FinOps for AI: How to Track & Reduce LLM Costs Per Feature

Izzy A
Izzy A
CTO @PromptMetrics

Spending over €5K/month on LLMs? Learn why per-feature cost tracking is critical for AI FinOps, EU compliance, and cutting token waste by up to 50%.

FinOps for AI: How to Track & Reduce LLM Costs Per Feature

You know your cloud bill by service. You know your headcount costs by department. But can you tell your board exactly which product feature is responsible for 40% of your token spend? More importantly, can you prove that the specific feature is actually profitable?

If you are spending €5K to €30K per month on LLM APIs and that number is growing fast, you aren't alone.

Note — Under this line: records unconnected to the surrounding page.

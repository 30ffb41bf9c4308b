//! Request logging middleware.
//!
//! Logs every HTTP request with method, path, status code, and latency.

use axum::{body::Body, http::Request, middleware::Next, response::Response};
use std::time::Instant;
use tracing::{info, warn};

/// Logs at INFO level for successful requests, WARN level for 5xx.
pub async fn request_logging_simple(
    request: Request<Body>,
    next: Next,
) -> Response {
    let method = request.method().clone();
    let uri = request.uri().clone();
    let path = uri.path().to_string();
    
    // Skip logging for health checks
    if path == "/api/v1/health" {
        return next.run(request).await;
    }
    
    let start = Instant::now();
    
    let response = next.run(request).await;
    
    let latency = start.elapsed();
    let status = response.status().as_u16();
    
    if status >= 500 {
        warn!(
            method = %method,
            path = %path,
            status = status,
            latency_ms = latency.as_millis(),
            "Request failed (5xx)"
        );
    } else {
        info!(
            method = %method,
            path = %path,
            status = status,
            latency_ms = latency.as_millis(),
            "Request completed"
        );
    }
    
    response
}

Enterprise GenAI spending hit $37B in 2025 (Menlo Ventures). The money is flowing. The visibility is not.

Here is the reality: proper LLM cost attribution typically uncovers 20% to 50% in wasted spend within the first 30 days. For a company spending €15K/month, even a conservative estimate yields €3K in monthly budget savings, totaling €36K a year. That is a senior engineer, or three extra months of margin before your next funding milestone.

Let's break down the hidden costs, the compliance reality for EU teams, and the five dimensions you need to track.

You Are Not Just Paying for Tokens

When we talk about LLM costs, we usually mean the API bill from OpenAI, Anthropic, or Google. That is just the sticker price. The actual cost of running LLMs in production includes several hidden layers.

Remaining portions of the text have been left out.